Take each line from the entries that holds "unavailable" and copy it out.

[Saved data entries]
# # #
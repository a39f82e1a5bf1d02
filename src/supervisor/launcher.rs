//! How a worker gets started, and how the supervisor talks to it afterwards.
//!
//! Whatever the isolation mechanism, a launched worker is reduced to a
//! [`WorkerHandle`]: a command sender, an ordered stream of [`WorkerEvent`]s
//! and a [`WorkerTerminator`].

use std::{path::PathBuf, process::Stdio, sync::Arc, time::Duration};

use async_trait::async_trait;
use tokio::{
    process::Command as ProcessCommand,
    sync::{
        mpsc::{unbounded_channel, UnboundedReceiver, UnboundedSender},
        oneshot, watch,
    },
    task::JoinError,
};
use tracing::{debug, warn};

use crate::{
    config::{default_worker_binary, WorkerConfig, API_BASE_URL_ENV, API_KEY_ENV},
    error::ServiceError,
    protocol::{
        codec::{read_frame, write_frame},
        Command, ServiceMessage,
    },
    worker::{
        provider::{CredentialProvider, TelnyxProvider},
        runtime::{self, panic_message},
        Worker,
    },
};

/// Everything a worker can tell its supervisor, in the order it happened.
#[derive(Debug, Clone, PartialEq)]
pub enum WorkerEvent {
    Message(ServiceMessage),
    /// The transport or the worker itself broke.
    Error(String),
    Exit(i32),
}

#[async_trait]
pub trait WorkerTerminator: Send {
    /// Waits up to `grace` for the worker to exit on its own.
    async fn terminate(&mut self, grace: Duration) -> Result<(), ServiceError>;

    fn force_terminate(&mut self);
}

pub struct WorkerHandle {
    pub commands: UnboundedSender<Command>,
    pub events: UnboundedReceiver<WorkerEvent>,
    pub terminator: Box<dyn WorkerTerminator>,
}

#[async_trait]
pub trait WorkerLauncher: Send + Sync {
    async fn launch(&self, config: &WorkerConfig) -> Result<WorkerHandle, ServiceError>;
}

/// Terminator shared by both launchers: waits on the published exit code,
/// and runs `kill` when forced.
struct ExitTerminator {
    exited: watch::Receiver<Option<i32>>,
    kill: Option<Box<dyn FnOnce() + Send>>,
}

#[async_trait]
impl WorkerTerminator for ExitTerminator {
    async fn terminate(&mut self, grace: Duration) -> Result<(), ServiceError> {
        match tokio::time::timeout(grace, self.exited.wait_for(Option::is_some)).await {
            Ok(_) => Ok(()),
            Err(_) => Err(ServiceError::Worker(format!(
                "WebRTC worker did not exit within {:?}",
                grace
            ))),
        }
    }

    fn force_terminate(&mut self) {
        if let Some(kill) = self.kill.take() {
            kill();
        }
    }
}

/// Runs the worker as a task in this process, behind its own panic boundary.
pub struct InProcessLauncher {
    provider: Option<Arc<dyn CredentialProvider>>,
}

impl InProcessLauncher {
    pub fn new() -> Self {
        InProcessLauncher { provider: None }
    }

    pub fn with_provider(provider: Arc<dyn CredentialProvider>) -> Self {
        InProcessLauncher {
            provider: Some(provider),
        }
    }
}

impl Default for InProcessLauncher {
    fn default() -> Self {
        Self::new()
    }
}

#[async_trait]
impl WorkerLauncher for InProcessLauncher {
    async fn launch(&self, config: &WorkerConfig) -> Result<WorkerHandle, ServiceError> {
        let provider = match &self.provider {
            Some(provider) => Arc::clone(provider),
            None => Arc::new(TelnyxProvider::from_config(config)),
        };

        let (worker, mut messages) = Worker::create(config, provider);
        let (commands, command_receiver) = unbounded_channel();
        let (event_sender, events) = unbounded_channel();
        let (exit_sender, exited) = watch::channel(None);

        let mut task = tokio::spawn(runtime::run(worker, command_receiver));
        let abort = task.abort_handle();

        tokio::spawn(async move {
            let code = loop {
                tokio::select! {
                    biased;
                    Some(message) = messages.recv() => {
                        let _ = event_sender.send(WorkerEvent::Message(message));
                    }
                    result = &mut task => break exit_code(result, &event_sender),
                }
            };

            while let Ok(message) = messages.try_recv() {
                let _ = event_sender.send(WorkerEvent::Message(message));
            }

            let _ = exit_sender.send(Some(code));
            let _ = event_sender.send(WorkerEvent::Exit(code));
        });

        Ok(WorkerHandle {
            commands,
            events,
            terminator: Box::new(ExitTerminator {
                exited,
                kill: Some(Box::new(move || abort.abort())),
            }),
        })
    }
}

fn exit_code(result: Result<i32, JoinError>, events: &UnboundedSender<WorkerEvent>) -> i32 {
    match result {
        Ok(code) => code,
        Err(error) if error.is_panic() => {
            let message = panic_message(error.into_panic().as_ref());
            let _ = events.send(WorkerEvent::Error(format!(
                "WebRTC worker panicked: {}",
                message
            )));
            1
        }
        Err(_) => 1,
    }
}

/// Runs the worker as a separate OS process speaking framed JSON over its
/// stdin and stdout.
pub struct ProcessLauncher {
    binary: Option<PathBuf>,
}

impl ProcessLauncher {
    pub fn new(binary: Option<PathBuf>) -> Self {
        ProcessLauncher { binary }
    }
}

enum WaitOutcome {
    Exited(std::io::Result<std::process::ExitStatus>),
    Kill,
}

#[async_trait]
impl WorkerLauncher for ProcessLauncher {
    async fn launch(&self, config: &WorkerConfig) -> Result<WorkerHandle, ServiceError> {
        let binary = match &self.binary {
            Some(binary) => binary.clone(),
            None => default_worker_binary()?,
        };

        let mut command = ProcessCommand::new(&binary);
        command
            .stdin(Stdio::piped())
            .stdout(Stdio::piped())
            .stderr(Stdio::inherit())
            .kill_on_drop(true)
            .env(API_BASE_URL_ENV, &config.api_base_url);

        match &config.api_key {
            Some(api_key) => command.env(API_KEY_ENV, api_key),
            None => command.env_remove(API_KEY_ENV),
        };

        let mut child = command
            .spawn()
            .map_err(|error| ServiceError::Launch(format!("{}: {}", binary.display(), error)))?;

        let Some(mut stdin) = child.stdin.take() else {
            return Err(ServiceError::Launch("worker stdin unavailable".to_owned()));
        };
        let Some(mut stdout) = child.stdout.take() else {
            return Err(ServiceError::Launch("worker stdout unavailable".to_owned()));
        };

        debug!(pid = ?child.id(), binary = %binary.display(), "WebRTC worker process spawned");

        let (commands, mut command_receiver) = unbounded_channel::<Command>();
        let (event_sender, events) = unbounded_channel();
        let (exit_sender, exited) = watch::channel(None);
        let (kill_sender, kill_receiver) = oneshot::channel::<()>();

        tokio::spawn(async move {
            while let Some(command) = command_receiver.recv().await {
                if let Err(error) = write_frame(&mut stdin, &command).await {
                    warn!(%error, "Failed to write command to WebRTC worker");
                    break;
                }
            }
        });

        tokio::spawn(async move {
            let outcome = tokio::select! {
                status = child.wait() => WaitOutcome::Exited(status),
                _ = kill_receiver => WaitOutcome::Kill,
            };

            let status = match outcome {
                WaitOutcome::Exited(status) => status,
                WaitOutcome::Kill => {
                    let _ = child.start_kill();
                    child.wait().await
                }
            };

            let code = match status {
                Ok(status) => status.code().unwrap_or(-1),
                Err(error) => {
                    warn!(%error, "Failed to wait for WebRTC worker process");
                    -1
                }
            };

            let _ = exit_sender.send(Some(code));
        });

        let mut exit_watch = exited.clone();
        tokio::spawn(async move {
            loop {
                match read_frame::<_, ServiceMessage>(&mut stdout).await {
                    Ok(Some(message)) => {
                        let _ = event_sender.send(WorkerEvent::Message(message));
                    }
                    Ok(None) => break,
                    Err(error) => {
                        let error = ServiceError::Codec(error);
                        let _ = event_sender.send(WorkerEvent::Error(error.to_string()));
                        break;
                    }
                }
            }

            let code = match exit_watch.wait_for(Option::is_some).await {
                Ok(code) => code.unwrap_or(-1),
                Err(_) => -1,
            };
            let _ = event_sender.send(WorkerEvent::Exit(code));
        });

        Ok(WorkerHandle {
            commands,
            events,
            terminator: Box::new(ExitTerminator {
                exited,
                kill: Some(Box::new(move || {
                    let _ = kill_sender.send(());
                })),
            }),
        })
    }
}

#[cfg(test)]
mod tests {
    use super::*;
    use crate::{
        protocol::{CallDirection, ServiceStatus},
        worker::tests::MockProvider,
    };

    fn config(api_key: Option<&str>) -> WorkerConfig {
        WorkerConfig {
            api_key: api_key.map(str::to_owned),
            api_base_url: "http://127.0.0.1:9".to_owned(),
        }
    }

    async fn next_event(handle: &mut WorkerHandle) -> WorkerEvent {
        tokio::time::timeout(Duration::from_secs(2), handle.events.recv())
            .await
            .unwrap()
            .unwrap()
    }

    #[tokio::test]
    async fn in_process_worker_reports_ready_then_runs_commands() {
        let launcher = InProcessLauncher::with_provider(MockProvider::succeeding());
        let mut handle = launcher.launch(&config(Some("KEY"))).await.unwrap();

        assert_eq!(
            next_event(&mut handle).await,
            WorkerEvent::Message(ServiceMessage::Status {
                status: ServiceStatus::Ready
            })
        );

        handle
            .commands
            .send(Command::MakeCall {
                phone_number: "+15551234567".to_owned(),
            })
            .unwrap();

        match next_event(&mut handle).await {
            WorkerEvent::Message(ServiceMessage::CallOutgoing { call }) => {
                assert_eq!(call.direction, CallDirection::Outgoing);
            }
            other => panic!("unexpected event: {other:?}"),
        }

        handle.commands.send(Command::Shutdown).unwrap();
        handle.terminator.terminate(Duration::from_secs(2)).await.unwrap();

        let mut tail = Vec::new();
        while let Some(event) = handle.events.recv().await {
            tail.push(event);
        }

        assert!(matches!(tail[0], WorkerEvent::Message(ServiceMessage::CallEnded { .. })));
        assert_eq!(
            tail[1],
            WorkerEvent::Message(ServiceMessage::Status {
                status: ServiceStatus::Stopped
            })
        );
        assert_eq!(tail[2], WorkerEvent::Exit(0));
    }

    #[tokio::test]
    async fn in_process_worker_without_key_exits_with_one() {
        let launcher = InProcessLauncher::with_provider(MockProvider::succeeding());
        let mut handle = launcher.launch(&config(None)).await.unwrap();

        let mut events = Vec::new();
        while let Some(event) = handle.events.recv().await {
            events.push(event);
        }

        assert!(matches!(events[0], WorkerEvent::Message(ServiceMessage::Error { .. })));
        assert_eq!(events.last(), Some(&WorkerEvent::Exit(1)));
    }

    #[tokio::test]
    async fn forced_termination_aborts_the_worker() {
        let launcher = InProcessLauncher::with_provider(MockProvider::succeeding());
        let mut handle = launcher.launch(&config(Some("KEY"))).await.unwrap();
        next_event(&mut handle).await;

        handle.terminator.force_terminate();

        let mut last = None;
        while let Some(event) = handle.events.recv().await {
            last = Some(event);
        }
        assert_eq!(last, Some(WorkerEvent::Exit(1)));
    }

    #[cfg(unix)]
    #[tokio::test]
    async fn unframed_worker_output_is_a_codec_error() {
        // `yes` writes "y\n" forever, which reads as an oversized frame header.
        let launcher = ProcessLauncher::new(Some(PathBuf::from("yes")));
        let mut handle = launcher.launch(&config(Some("KEY"))).await.unwrap();

        match next_event(&mut handle).await {
            WorkerEvent::Error(message) => {
                assert!(message.starts_with("Invalid frame from WebRTC worker: Frame of"));
                assert!(message.ends_with("exceeds the 1 MiB limit"));
            }
            other => panic!("unexpected event: {other:?}"),
        }

        handle.terminator.force_terminate();
        assert!(matches!(next_event(&mut handle).await, WorkerEvent::Exit(_)));
    }

    #[tokio::test]
    async fn missing_worker_binary_is_a_launch_error() {
        let launcher = ProcessLauncher::new(Some(PathBuf::from(
            "/nonexistent/path/to/webrtc-worker",
        )));

        let result = launcher.launch(&config(Some("KEY"))).await;
        assert!(matches!(result, Err(ServiceError::Launch(_))));
    }
}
# # #
■ Answer box ■
            return Err(ServiceError::Launch("worker stdin unavailable".to_owned()));
            return Err(ServiceError::Launch("worker stdout unavailable".to_owned()));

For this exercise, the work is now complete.